Ismael “el Mayo” Zambada Garcia, signore del cartello di Sinaloa per molti considerato l’erede del chapo Guzman e una taglia sulla sua testa da 15 milioni di dollari. Sarebbe stato lui a stabilire una decina di anni fa un’alleanza di ferro con i fedayn. In base all’accordo Hamas avrebbe aiutato i “cugini” oltreoceano a costruire reti sotterranee in aree di confine per permettere il trasferimento di droga negli Stati Uniti nonché per beffare le agenzie antidroga americane e messicane. Inoltre, i cunicoli sarebbero utilizzati anche per sfuggire ai gruppi rivali.  

Il movimento islamista ha una notevole esperienza nella costruzione dei tunnel – la cosiddetta metro di Gaza ha un’estensione stimata di 500 chilometri – e almeno dal 2001 li ha adoperati per contrabbandare beni dall’Egitto e per lanciare attacchi in territorio israeliano. Lo Stato ebraico monitora da sempre questa minaccia e l’unità militare Samur dell’Idf dal 2004 è specializzata nel rintracciare e distruggere le reti sotterranee del nemico spesso attraverso l’impiego di robot. Una strategia ampiamente usata nell’operazione di terra in corso a Gaza che ha portato nei giorni scorsi all’individuazione del più grande tunnel mai scoperto sino ad ora dalle forze dello Stato ebraico.  

Le prime notizie sull’intesa segreta tra Hamas e “el Mayo” sono trapelate nel 2018 quando Dany Tirza, un ex colonnello dell’esercito israeliano, ha dichiarato in un’intervista che gli islamisti di Gaza “si procurano denaro sostenendo gruppi criminali messicani per la costruzione di tunnel che vanno da Tijuana a San Diego per il traffico di droga”. Lo stesso anno gli agenti del Mossad hanno ricostruito i movimenti di tre miliziani che dopo esser passati da Madrid hanno incontrato a Tijuana in Messico dei luogotenenti di Zambada.
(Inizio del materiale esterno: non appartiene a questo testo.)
use serde::{Deserialize, Serialize};
use strum::{AsRefStr, EnumString};

#[derive(Debug, Clone, Copy, PartialEq, Eq, Serialize, Deserialize, AsRefStr, EnumString)]
#[serde(rename_all = "lowercase")]
#[strum(serialize_all = "lowercase")]
pub enum LedgerKind {
    Payment,
    Refund,
}

/// Write-once record of a provider transaction applied to the ledger.
#[derive(Debug, Clone, Serialize, Deserialize)]
pub struct LedgerTransaction {
    pub provider_transaction_id: String,
    pub kind: LedgerKind,
    pub subscription_id: String,
    pub license_id: Option<String>,
    pub family: Option<String>,
    /// Signed delta actually applied, in minor units
    pub amount_minor: i64,
    pub currency: String,
    pub occurred_at: i64,
    pub recorded_at: i64,
}

/// Running gross for one currency.
#[derive(Debug, Clone, PartialEq, Eq, Serialize, Deserialize)]
pub struct RevenueTotal {
    pub currency: String,
    pub gross_minor: i64,
}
In cambio del trasferimento ai narcos delle loro competenze anche nella costruzione di bombe artigianali gli islamisti avrebbero ottenuto armi e attrezzature americane oltre a carichi di droga e all’addestramento da parte dei “chimici” messicani per la produzione e il commercio del captagon. In questi traffici sarebbero stati coinvolti anche gli sciiti di Hezbollah. Il captagon è noto come la “droga della jihad” ed è stata rinvenuta su alcuni terroristi uccisi dopo l’attacco del 7 ottobre. Le pillole di anfetamine sono ormai particolarmente diffuse in Medio Oriente e la vicina Siria gestisce un’importante fetta di questo mercato tanto da aver guadagnato il titolo di ultimo narco-Stato del mondo.
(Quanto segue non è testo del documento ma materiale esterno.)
//! Read-only catalog lookups and suite expansion.

use std::collections::BTreeSet;

use rusqlite::Connection;

use crate::db::queries;
use crate::error::Result;

pub use queries::{all_skus_for_family, family_for_sku, skus_for_price, suite_components};

/// Requested SKUs plus every component reachable through suite links.
///
/// Suites may nest; each SKU is expanded once, so cycles terminate.
pub fn expand<S: AsRef<str>>(conn: &Connection, requested: &[S]) -> Result<BTreeSet<String>> {
    let mut expanded = BTreeSet::new();
    let mut pending: Vec<String> = requested
        .iter()
        .map(|s| s.as_ref().trim().to_string())
        .filter(|s| !s.is_empty())
        .collect();

    while let Some(sku) = pending.pop() {
        if !expanded.insert(sku.clone()) {
            continue;
        }
        for component in queries::suite_components(conn, &sku)? {
            if !expanded.contains(&component) {
                pending.push(component);
            }
        }
    }

    Ok(expanded)
}

/// Trial length for a family, falling back to `default_days`.
pub fn trial_duration_days(conn: &Connection, family: &str, default_days: i64) -> Result<i64> {
    let days = queries::get_family(conn, family)?
        .and_then(|f| f.trial_duration_days)
        .filter(|d| *d > 0)
        .unwrap_or(default_days);
    Ok(days)
}

#[cfg(test)]
mod tests {
    use super::*;
    use crate::db::init_db;
    use crate::models::{Product, ProductFamily};

    fn catalog() -> Connection {
        let conn = Connection::open_in_memory().unwrap();
        init_db(&conn).unwrap();
        queries::upsert_family(
            &conn,
            &ProductFamily {
                name: "grid".into(),
                display_name: "Grid".into(),
                trial_duration_days: Some(14),
                support_email: None,
            },
        )
        .unwrap();
        for sku in ["grid-suite", "grid-pro", "grid-axis", "grid-snap", "grid-lite"] {
            queries::upsert_product(
                &conn,
                &Product {
                    sku: sku.into(),
                    name: sku.into(),
                    family: "grid".into(),
                    stripe_price_id: None,
                    latest_version: None,
                    download_url: None,
                },
            )
            .unwrap();
        }
        // grid-suite -> grid-pro -> {grid-axis, grid-snap}, with a cycle back
        queries::add_suite_component(&conn, "grid-suite", "grid-pro").unwrap();
        queries::add_suite_component(&conn, "grid-pro", "grid-axis").unwrap();
        queries::add_suite_component(&conn, "grid-pro", "grid-snap").unwrap();
        queries::add_suite_component(&conn, "grid-snap", "grid-suite").unwrap();
        conn
    }

    #[test]
    fn nested_suites_expand_transitively() {
        let conn = catalog();
        let skus = expand(&conn, &["grid-suite"]).unwrap();
        let expected: BTreeSet<String> = ["grid-suite", "grid-pro", "grid-axis", "grid-snap"]
            .into_iter()
            .map(String::from)
            .collect();
        assert_eq!(skus, expected);
    }

    #[test]
    fn expansion_is_idempotent_and_order_independent() {
        let conn = catalog();
        let once = expand(&conn, &["grid-lite", "grid-pro"]).unwrap();
        let reordered = expand(&conn, &["grid-pro", "grid-lite", "grid-pro"]).unwrap();
        let twice = expand(&conn, &once.iter().collect::<Vec<_>>()).unwrap();
        assert_eq!(once, reordered);
        assert_eq!(once, twice);
    }

    #[test]
    fn plain_skus_expand_to_themselves() {
        let conn = catalog();
        let skus = expand(&conn, &["grid-lite", " "]).unwrap();
        assert_eq!(skus.into_iter().collect::<Vec<_>>(), vec!["grid-lite".to_string()]);
    }

    #[test]
    fn trial_duration_prefers_family_setting() {
        let conn = catalog();
        assert_eq!(trial_duration_days(&conn, "GRID", 7).unwrap(), 14);
        assert_eq!(trial_duration_days(&conn, "other", 7).unwrap(), 7);
    }
}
L’accordo tra Hamas e il cartello di Sinaloa è solo l’ultima di una lunga serie di collaborazioni tra le organizzazioni terroristiche e spietati gruppi criminali spesso protette da collusioni e da elementi deviati interni a governi di nazioni fragili e non solo. Gli eventi a Gaza e le continue esplosioni di violenza a pochi passi dal confine con gli Stati Uniti ricordano però ogni giorno ai decisori politici i rischi in cui si incorre ignorando tali minacce internazionali.